#### [ENTRIES SHOWN]
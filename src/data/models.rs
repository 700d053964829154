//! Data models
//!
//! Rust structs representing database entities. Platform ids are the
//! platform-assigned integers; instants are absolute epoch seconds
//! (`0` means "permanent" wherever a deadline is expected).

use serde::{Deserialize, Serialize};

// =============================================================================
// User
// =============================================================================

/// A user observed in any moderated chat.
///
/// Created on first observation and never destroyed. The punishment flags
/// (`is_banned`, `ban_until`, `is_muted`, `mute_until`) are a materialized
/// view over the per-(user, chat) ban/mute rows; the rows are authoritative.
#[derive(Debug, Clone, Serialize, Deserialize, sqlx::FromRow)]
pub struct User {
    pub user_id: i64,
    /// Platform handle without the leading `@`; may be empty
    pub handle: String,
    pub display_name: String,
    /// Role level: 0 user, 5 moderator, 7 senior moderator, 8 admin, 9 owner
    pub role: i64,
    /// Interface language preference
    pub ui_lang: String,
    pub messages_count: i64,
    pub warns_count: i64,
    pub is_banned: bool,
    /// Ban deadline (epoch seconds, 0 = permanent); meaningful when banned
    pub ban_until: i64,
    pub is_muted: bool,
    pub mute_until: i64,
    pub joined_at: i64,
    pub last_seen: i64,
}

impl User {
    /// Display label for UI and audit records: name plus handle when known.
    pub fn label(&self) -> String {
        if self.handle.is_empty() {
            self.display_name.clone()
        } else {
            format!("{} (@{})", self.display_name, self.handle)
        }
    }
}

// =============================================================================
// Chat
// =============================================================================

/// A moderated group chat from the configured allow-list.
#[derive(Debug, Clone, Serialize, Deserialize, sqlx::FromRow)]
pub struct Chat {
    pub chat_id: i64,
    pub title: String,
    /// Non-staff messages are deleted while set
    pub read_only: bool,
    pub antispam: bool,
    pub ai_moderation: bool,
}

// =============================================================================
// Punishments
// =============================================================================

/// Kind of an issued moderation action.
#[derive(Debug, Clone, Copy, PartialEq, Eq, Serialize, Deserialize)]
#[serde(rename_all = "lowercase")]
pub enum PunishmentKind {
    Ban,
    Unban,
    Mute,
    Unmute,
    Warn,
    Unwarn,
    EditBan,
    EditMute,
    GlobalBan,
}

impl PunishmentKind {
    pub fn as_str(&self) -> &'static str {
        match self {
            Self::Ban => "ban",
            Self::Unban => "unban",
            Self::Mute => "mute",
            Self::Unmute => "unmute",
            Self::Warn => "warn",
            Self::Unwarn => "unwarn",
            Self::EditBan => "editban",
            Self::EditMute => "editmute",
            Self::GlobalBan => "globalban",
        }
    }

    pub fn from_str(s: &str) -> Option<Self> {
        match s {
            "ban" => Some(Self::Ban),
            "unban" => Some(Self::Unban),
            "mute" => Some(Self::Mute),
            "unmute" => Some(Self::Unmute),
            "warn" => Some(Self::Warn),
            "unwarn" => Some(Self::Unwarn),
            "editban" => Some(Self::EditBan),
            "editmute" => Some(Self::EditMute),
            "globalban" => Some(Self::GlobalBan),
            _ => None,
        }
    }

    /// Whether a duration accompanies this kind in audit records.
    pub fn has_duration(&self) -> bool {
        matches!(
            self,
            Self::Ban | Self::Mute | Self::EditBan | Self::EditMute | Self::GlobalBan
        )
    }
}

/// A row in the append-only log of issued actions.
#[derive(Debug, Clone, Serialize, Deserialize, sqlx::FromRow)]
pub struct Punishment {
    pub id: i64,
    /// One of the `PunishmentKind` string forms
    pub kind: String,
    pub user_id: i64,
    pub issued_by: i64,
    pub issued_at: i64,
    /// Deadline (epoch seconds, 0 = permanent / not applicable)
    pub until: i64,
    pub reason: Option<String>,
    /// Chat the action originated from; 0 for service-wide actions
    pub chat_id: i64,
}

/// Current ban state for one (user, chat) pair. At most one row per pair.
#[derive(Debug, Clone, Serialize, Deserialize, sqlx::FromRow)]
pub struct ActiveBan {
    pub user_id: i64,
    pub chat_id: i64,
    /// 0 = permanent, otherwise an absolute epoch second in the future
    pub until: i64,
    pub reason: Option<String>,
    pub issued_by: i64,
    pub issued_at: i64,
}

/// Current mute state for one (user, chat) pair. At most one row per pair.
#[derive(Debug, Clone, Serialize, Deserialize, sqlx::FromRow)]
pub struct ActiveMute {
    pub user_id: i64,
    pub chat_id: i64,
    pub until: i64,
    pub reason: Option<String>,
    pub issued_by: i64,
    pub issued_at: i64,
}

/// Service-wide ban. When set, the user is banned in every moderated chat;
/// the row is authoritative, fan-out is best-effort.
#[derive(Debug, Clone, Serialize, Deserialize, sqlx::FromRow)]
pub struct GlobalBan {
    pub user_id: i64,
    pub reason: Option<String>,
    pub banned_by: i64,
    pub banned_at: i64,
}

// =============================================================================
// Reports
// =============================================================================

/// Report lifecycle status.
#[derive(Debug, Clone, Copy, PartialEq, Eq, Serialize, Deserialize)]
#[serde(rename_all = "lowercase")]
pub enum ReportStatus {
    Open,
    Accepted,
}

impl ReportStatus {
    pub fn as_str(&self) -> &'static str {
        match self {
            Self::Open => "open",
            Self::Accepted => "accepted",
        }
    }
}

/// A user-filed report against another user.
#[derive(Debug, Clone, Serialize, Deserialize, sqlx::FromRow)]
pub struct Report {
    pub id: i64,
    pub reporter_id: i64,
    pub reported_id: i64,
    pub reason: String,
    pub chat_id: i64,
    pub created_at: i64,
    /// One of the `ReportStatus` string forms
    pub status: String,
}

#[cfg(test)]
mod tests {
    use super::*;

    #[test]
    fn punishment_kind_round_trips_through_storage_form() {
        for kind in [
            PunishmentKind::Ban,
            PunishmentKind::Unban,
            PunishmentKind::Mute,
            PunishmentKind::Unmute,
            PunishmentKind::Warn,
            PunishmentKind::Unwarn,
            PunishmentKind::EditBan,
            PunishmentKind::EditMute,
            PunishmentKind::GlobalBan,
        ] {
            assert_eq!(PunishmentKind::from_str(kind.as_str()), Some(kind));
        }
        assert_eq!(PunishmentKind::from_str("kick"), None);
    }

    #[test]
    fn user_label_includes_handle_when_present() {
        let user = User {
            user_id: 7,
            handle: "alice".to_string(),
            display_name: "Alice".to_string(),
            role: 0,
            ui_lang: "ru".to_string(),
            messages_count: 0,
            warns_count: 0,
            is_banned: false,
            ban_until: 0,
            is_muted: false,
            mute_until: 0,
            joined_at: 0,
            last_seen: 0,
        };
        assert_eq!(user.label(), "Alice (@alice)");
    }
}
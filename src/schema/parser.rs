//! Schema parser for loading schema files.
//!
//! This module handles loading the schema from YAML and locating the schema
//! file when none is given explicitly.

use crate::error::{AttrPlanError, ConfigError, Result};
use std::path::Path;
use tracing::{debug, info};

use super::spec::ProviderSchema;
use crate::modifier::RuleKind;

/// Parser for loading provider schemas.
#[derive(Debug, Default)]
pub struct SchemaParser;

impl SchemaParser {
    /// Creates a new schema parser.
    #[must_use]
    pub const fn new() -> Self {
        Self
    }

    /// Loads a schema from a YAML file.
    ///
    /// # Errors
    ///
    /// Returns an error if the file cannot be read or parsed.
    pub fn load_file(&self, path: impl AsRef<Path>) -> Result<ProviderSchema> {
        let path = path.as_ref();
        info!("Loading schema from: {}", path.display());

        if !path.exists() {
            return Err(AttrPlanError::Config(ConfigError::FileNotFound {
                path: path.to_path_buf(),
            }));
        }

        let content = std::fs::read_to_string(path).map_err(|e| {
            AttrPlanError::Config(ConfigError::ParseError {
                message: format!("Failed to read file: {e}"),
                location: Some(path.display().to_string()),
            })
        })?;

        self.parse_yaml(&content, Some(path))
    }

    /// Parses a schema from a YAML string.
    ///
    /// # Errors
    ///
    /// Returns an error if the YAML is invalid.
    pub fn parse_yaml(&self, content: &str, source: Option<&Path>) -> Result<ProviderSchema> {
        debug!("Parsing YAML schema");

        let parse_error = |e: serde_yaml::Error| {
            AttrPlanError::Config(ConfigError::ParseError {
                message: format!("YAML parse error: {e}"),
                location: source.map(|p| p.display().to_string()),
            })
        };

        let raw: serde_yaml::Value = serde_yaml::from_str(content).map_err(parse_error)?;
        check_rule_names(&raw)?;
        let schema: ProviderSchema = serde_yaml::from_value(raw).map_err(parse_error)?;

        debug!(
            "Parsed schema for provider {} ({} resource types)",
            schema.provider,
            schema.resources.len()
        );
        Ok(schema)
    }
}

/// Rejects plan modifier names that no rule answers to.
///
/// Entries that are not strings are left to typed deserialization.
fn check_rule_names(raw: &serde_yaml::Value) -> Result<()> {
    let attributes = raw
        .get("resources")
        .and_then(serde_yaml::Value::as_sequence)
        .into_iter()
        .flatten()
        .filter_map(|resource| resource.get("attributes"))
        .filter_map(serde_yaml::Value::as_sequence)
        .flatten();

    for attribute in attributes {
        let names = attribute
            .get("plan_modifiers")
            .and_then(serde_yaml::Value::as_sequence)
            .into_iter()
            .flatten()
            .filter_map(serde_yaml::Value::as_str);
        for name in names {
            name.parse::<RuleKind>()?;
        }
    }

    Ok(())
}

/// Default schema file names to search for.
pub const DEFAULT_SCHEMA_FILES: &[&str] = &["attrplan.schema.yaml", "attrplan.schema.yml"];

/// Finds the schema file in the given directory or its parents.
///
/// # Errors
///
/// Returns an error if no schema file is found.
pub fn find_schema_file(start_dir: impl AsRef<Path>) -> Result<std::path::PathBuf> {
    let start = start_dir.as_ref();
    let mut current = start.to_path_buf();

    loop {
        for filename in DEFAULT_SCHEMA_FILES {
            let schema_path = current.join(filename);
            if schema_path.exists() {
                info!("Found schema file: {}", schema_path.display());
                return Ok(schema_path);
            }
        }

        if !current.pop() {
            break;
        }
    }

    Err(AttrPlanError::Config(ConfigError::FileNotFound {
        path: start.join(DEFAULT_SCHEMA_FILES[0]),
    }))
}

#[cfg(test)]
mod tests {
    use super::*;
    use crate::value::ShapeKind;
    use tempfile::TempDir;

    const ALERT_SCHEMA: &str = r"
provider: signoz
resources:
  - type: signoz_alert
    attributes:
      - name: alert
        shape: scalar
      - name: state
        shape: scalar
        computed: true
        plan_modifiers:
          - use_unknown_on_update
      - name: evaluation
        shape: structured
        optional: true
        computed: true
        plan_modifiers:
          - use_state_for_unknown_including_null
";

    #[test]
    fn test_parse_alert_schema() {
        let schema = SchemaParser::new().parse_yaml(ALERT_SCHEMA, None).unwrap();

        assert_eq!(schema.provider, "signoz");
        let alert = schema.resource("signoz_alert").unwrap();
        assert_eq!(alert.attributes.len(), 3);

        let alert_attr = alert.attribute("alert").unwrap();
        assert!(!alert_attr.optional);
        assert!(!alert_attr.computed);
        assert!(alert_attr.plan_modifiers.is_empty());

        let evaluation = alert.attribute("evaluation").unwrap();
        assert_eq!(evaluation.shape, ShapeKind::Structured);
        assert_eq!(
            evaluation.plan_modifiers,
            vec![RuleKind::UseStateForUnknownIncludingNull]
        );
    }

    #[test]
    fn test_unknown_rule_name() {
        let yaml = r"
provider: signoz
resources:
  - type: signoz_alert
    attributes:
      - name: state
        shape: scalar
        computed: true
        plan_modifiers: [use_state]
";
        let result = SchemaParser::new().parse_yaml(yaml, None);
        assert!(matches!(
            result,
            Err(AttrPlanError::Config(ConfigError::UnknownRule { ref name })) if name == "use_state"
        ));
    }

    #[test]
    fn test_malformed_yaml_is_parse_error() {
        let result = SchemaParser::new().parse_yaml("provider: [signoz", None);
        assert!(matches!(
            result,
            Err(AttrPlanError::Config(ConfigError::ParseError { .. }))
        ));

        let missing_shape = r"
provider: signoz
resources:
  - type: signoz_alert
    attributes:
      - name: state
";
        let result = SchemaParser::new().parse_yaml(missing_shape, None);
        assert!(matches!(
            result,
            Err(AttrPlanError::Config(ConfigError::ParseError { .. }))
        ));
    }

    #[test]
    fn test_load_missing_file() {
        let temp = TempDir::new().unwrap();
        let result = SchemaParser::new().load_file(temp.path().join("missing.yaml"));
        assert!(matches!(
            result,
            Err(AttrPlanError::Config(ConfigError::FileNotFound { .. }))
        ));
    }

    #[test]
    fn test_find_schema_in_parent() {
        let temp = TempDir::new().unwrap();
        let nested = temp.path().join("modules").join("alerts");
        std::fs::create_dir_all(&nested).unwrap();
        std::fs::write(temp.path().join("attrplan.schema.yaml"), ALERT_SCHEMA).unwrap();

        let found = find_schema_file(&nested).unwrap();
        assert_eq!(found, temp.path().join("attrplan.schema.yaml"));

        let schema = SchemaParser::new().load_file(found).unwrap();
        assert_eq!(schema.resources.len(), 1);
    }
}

#### [WHAT YOU SHOULD DO]
Look back at the entries above. Retype the line with "for kind in", the line with "is given explicitly.", and all lines in between.

#### [YOUR SOLUTION]
        for kind in [
            PunishmentKind::Ban,
            PunishmentKind::Unban,
            PunishmentKind::Mute,
            PunishmentKind::Unmute,
            PunishmentKind::Warn,
            PunishmentKind::Unwarn,
            PunishmentKind::EditBan,
            PunishmentKind::EditMute,
            PunishmentKind::GlobalBan,
        ] {
            assert_eq!(PunishmentKind::from_str(kind.as_str()), Some(kind));
        }
        assert_eq!(PunishmentKind::from_str("kick"), None);
    }

    #[test]
    fn user_label_includes_handle_when_present() {
        let user = User {
            user_id: 7,
            handle: "alice".to_string(),
            display_name: "Alice".to_string(),
            role: 0,
            ui_lang: "ru".to_string(),
            messages_count: 0,
            warns_count: 0,
            is_banned: false,
            ban_until: 0,
            is_muted: false,
            mute_until: 0,
            joined_at: 0,
            last_seen: 0,
        };
        assert_eq!(user.label(), "Alice (@alice)");
    }
}
filename src/schema/parser.rs
//! Schema parser for loading schema files.
//!
//! This module handles loading the schema from YAML and locating the schema
//! file when none is given explicitly.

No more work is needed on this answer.